From an administration point of view it would be best to only publish the list of arriving squares at the end of each month.
Soweto Comfort Club are distributing volumes of blankets for the rest of May, so the next ezine will be full of pictures and stories of the children and their blankets.
Look what you have achieved.....piles and piles of blankets
SQUARE CIRCLE ISSUE NINE - 16 MAY 2009
NEW TO THE SITE:
More photographs of your beautiful work
COMING NEXT TO THE SITE:
A record week for our square tally!
May has produced another milestone for knit-a-square. Ronda and the SCC ladies opened parcels containing 1,299 squares, and 71 items of clothing in ONE WEEK! Imagine if we could keep that up. That's 55 children who will have warm blankets as a result.

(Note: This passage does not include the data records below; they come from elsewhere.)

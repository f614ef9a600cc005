//! REST API layer for HTTP request/response handling.
//!
//! - [`dto`] - Request/response serialization
//! - [`handlers`] - HTTP request handlers
//! - [`middleware`] - Tracing and CORS layers
//! - [`routes`] - Route configuration

pub mod dto;
pub mod handlers;
pub mod middleware;
pub mod routes;
//! URL shortening service.

use std::sync::Arc;
use std::time::Duration;
use tracing::{debug, error, info, warn};

use super::{DEFAULT_STORE_TIMEOUT, with_deadline};
use crate::domain::entities::{Mapping, NewMapping};
use crate::domain::repositories::{MappingRepository, StoreError};
use crate::utils::token_generator::generate_token;
use crate::utils::url_normalizer::{InvalidUrl, normalize_and_validate};

/// Failure of a shorten request.
#[derive(Debug, thiserror::Error)]
pub enum ShortenError {
    #[error("invalid url: {0}")]
    InvalidUrl(#[from] InvalidUrl),

    #[error("storage failure: {0}")]
    Storage(#[from] StoreError),
}

/// Creates mappings, reusing the existing token for a URL already stored.
///
/// # Deduplication
///
/// The lookup and the insert are two separate store calls. Two concurrent
/// requests for the same new URL can both miss the lookup and both insert,
/// leaving two mappings for one URL. Later lookups return the older one.
pub struct ShortenService<R: MappingRepository + ?Sized> {
    repository: Arc<R>,
    store_timeout: Duration,
}

impl<R: MappingRepository + ?Sized> ShortenService<R> {
    /// Creates a new shortening service.
    pub fn new(repository: Arc<R>) -> Self {
        Self {
            repository,
            store_timeout: DEFAULT_STORE_TIMEOUT,
        }
    }

    /// Sets the deadline applied to each store call.
    pub fn with_store_timeout(mut self, store_timeout: Duration) -> Self {
        self.store_timeout = store_timeout;
        self
    }

    /// Shortens `raw_url`.
    ///
    /// 1. Trims and validates the URL
    /// 2. Looks for an existing mapping (case-insensitive)
    /// 3. Returns it unchanged if found
    /// 4. Otherwise generates a token and inserts a new mapping
    ///
    /// Performs at most one store read and one store write. Nothing is retried.
    ///
    /// # Errors
    ///
    /// Returns [`ShortenError::InvalidUrl`] without touching the store if the
    /// URL is rejected, and [`ShortenError::Storage`] if either store call fails
    /// or exceeds its deadline.
    pub async fn shorten(&self, raw_url: &str) -> Result<Mapping, ShortenError> {
        let url = normalize_and_validate(raw_url).inspect_err(|e| {
            warn!(url = %raw_url, reason = %e, "Rejected URL");
        })?;

        let existing = with_deadline(
            self.store_timeout,
            self.repository.find_by_original(url.as_str()),
        )
        .await
        .inspect_err(|e| error!(url = %url, error = %e, "Lookup by original URL failed"))?;

        if let Some(mapping) = existing {
            debug!(url = %url, short_url = %mapping.short_url, "URL already shortened");
            return Ok(mapping);
        }

        let new_mapping = NewMapping {
            original_url: url.into_string(),
            short_url: generate_token(),
        };

        let mapping = with_deadline(self.store_timeout, self.repository.insert(new_mapping))
            .await
            .inspect_err(|e| error!(error = %e, "Failed to store new mapping"))?;

        info!(
            url = %mapping.original_url,
            short_url = %mapping.short_url,
            "Created mapping"
        );

        Ok(mapping)
    }
}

Total squares to date: 6,128 squares, 176 beanies, 110 sweaters, 55 vests, 38 others (toys, ponchos, bibs etc)
What a day it will be when we reach 10,000 squares.
Sometimes it may seem to you, that there are so many people sending so many squares but it is hardly making a dent in the huge goal we are striving to achieve. Think of 55 children (a bus load of kids), who currently lie on inadequate bedding surfaces, huddled under make-shift covers, and then imagine them snuggled under hand-knitted blankets with a warm beanie on their heads and you may feel as I do - a sense of wonder at what can be achieved where there is a will.

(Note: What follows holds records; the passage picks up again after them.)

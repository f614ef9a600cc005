//! Repository trait definitions for the domain layer.
//!
//! Implementations live in `crate::infrastructure::persistence`; mock
//! implementations are generated via `mockall` for unit tests.

pub mod mapping_repository;

pub use mapping_repository::{MappingRepository, StoreError};

#[cfg(test)]
pub use mapping_repository::MockMappingRepository;
//! In-process mapping repository.
//!
//! Mirrors the PostgreSQL semantics (case-insensitive lookups, first match by
//! id, unique tokens) without a database, so handlers and the router can be
//! tested without PostgreSQL.

use async_trait::async_trait;
use chrono::Utc;
use tokio::sync::RwLock;

use crate::domain::entities::{Mapping, NewMapping};
use crate::domain::repositories::{MappingRepository, StoreError};

#[derive(Default)]
struct Rows {
    next_id: i64,
    mappings: Vec<Mapping>,
}

/// Mapping store held in memory. Contents are lost on drop.
#[derive(Default)]
pub struct InMemoryMappingRepository {
    rows: RwLock<Rows>,
}

impl InMemoryMappingRepository {
    pub fn new() -> Self {
        Self::default()
    }

    /// Returns a snapshot of all stored mappings in insertion order.
    pub async fn all(&self) -> Vec<Mapping> {
        self.rows.read().await.mappings.clone()
    }
}

fn same_text(a: &str, b: &str) -> bool {
    a.to_lowercase() == b.to_lowercase()
}

#[async_trait]
impl MappingRepository for InMemoryMappingRepository {
    async fn find_by_original(&self, url: &str) -> Result<Option<Mapping>, StoreError> {
        let rows = self.rows.read().await;
        Ok(rows
            .mappings
            .iter()
            .find(|m| same_text(&m.original_url, url))
            .cloned())
    }

    async fn find_by_short(&self, token: &str) -> Result<Option<Mapping>, StoreError> {
        let rows = self.rows.read().await;
        Ok(rows
            .mappings
            .iter()
            .find(|m| same_text(&m.short_url, token))
            .cloned())
    }

    async fn insert(&self, new_mapping: NewMapping) -> Result<Mapping, StoreError> {
        let mut rows = self.rows.write().await;

        if rows
            .mappings
            .iter()
            .any(|m| same_text(&m.short_url, &new_mapping.short_url))
        {
            return Err(StoreError::TokenCollision(new_mapping.short_url));
        }

        rows.next_id += 1;
        let mapping = Mapping::new(
            rows.next_id,
            new_mapping.original_url,
            new_mapping.short_url,
            Utc::now(),
        );
        rows.mappings.push(mapping.clone());

        Ok(mapping)
    }

    async fn count(&self) -> Result<i64, StoreError> {
        Ok(self.rows.read().await.mappings.len() as i64)
    }

    async fn ping(&self) -> Result<(), StoreError> {
        Ok(())
    }
}

#[cfg(test)]
mod tests {
    use super::*;

    fn new_mapping(url: &str, token: &str) -> NewMapping {
        NewMapping {
            original_url: url.to_string(),
            short_url: token.to_string(),
        }
    }

    #[tokio::test]
    async fn test_insert_assigns_increasing_ids() {
        let repo = InMemoryMappingRepository::new();

        let first = repo
            .insert(new_mapping("https://a.example", "aaa111"))
            .await
            .unwrap();
        let second = repo
            .insert(new_mapping("https://b.example", "bbb222"))
            .await
            .unwrap();

        assert_eq!(first.id, 1);
        assert_eq!(second.id, 2);
        assert_eq!(repo.count().await.unwrap(), 2);
    }

    #[tokio::test]
    async fn test_find_by_original_ignores_case() {
        let repo = InMemoryMappingRepository::new();
        repo.insert(new_mapping("https://Example.com/Page", "tok123"))
            .await
            .unwrap();

        let found = repo
            .find_by_original("HTTPS://EXAMPLE.COM/page")
            .await
            .unwrap();
        assert_eq!(found.unwrap().short_url, "tok123");

        assert!(
            repo.find_by_original("https://example.com/other")
                .await
                .unwrap()
                .is_none()
        );
    }

    #[tokio::test]
    async fn test_find_by_original_returns_first_match() {
        let repo = InMemoryMappingRepository::new();
        repo.insert(new_mapping("https://dup.example", "first1"))
            .await
            .unwrap();
        repo.insert(new_mapping("https://DUP.example", "second2"))
            .await
            .unwrap();

        let found = repo.find_by_original("https://dup.example").await.unwrap();
        assert_eq!(found.unwrap().short_url, "first1");
    }

    #[tokio::test]
    async fn test_find_by_short_ignores_case() {
        let repo = InMemoryMappingRepository::new();
        repo.insert(new_mapping("https://example.com", "abc123"))
            .await
            .unwrap();

        for token in ["abc123", "ABC123", "AbC123"] {
            let found = repo.find_by_short(token).await.unwrap();
            assert_eq!(found.unwrap().original_url, "https://example.com");
        }
        assert!(repo.find_by_short("abc124").await.unwrap().is_none());
    }

    #[tokio::test]
    async fn test_insert_rejects_token_collision() {
        let repo = InMemoryMappingRepository::new();
        repo.insert(new_mapping("https://a.example", "same12"))
            .await
            .unwrap();

        let result = repo.insert(new_mapping("https://b.example", "SAME12")).await;

        assert!(matches!(result, Err(StoreError::TokenCollision(_))));
        assert_eq!(repo.all().await.len(), 1);
    }
}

I hope that thought will inspire you to keep sending squares and clothes and to tell others about the plight of these children.
Playing a role in raising awareness
The tragedy of these children still remains mostly hidden. I often ask people what they know about the AIDS orphans in Africa. Many of them understand there is a problem, but have no idea of the scale.
Most people have never really thought to imagine what it means to grow up without the love and support of parents. Or of the burden the grandmothers of Africa face. Or what the future holds for a society with millions of parent-less children. It is a painful subject to contemplate.
However, each square, beanie, vest, or sweater you send offers a small, but very meaningful message to these children, that they are not entirely forgotten.
Awareness spreads like a virus. If you talk to your family and friends, they will talk to theirs and theirs will talk to theirs, and so it goes on. And that means many more people will know about these children - gathering momentum like rolling a snowball down a hill.
A media kit for you
We now have a press and media kit page aimed at further helping you spread the word with a monthly updated media kit to download and send to your local press.
We had our fifteen minutes of fame this week with a story in the local paper. Sadly they got just about everything wrong. Our names, the number of squares and the size (22 sq cms - huh?) and worst of all the knit-a-square address.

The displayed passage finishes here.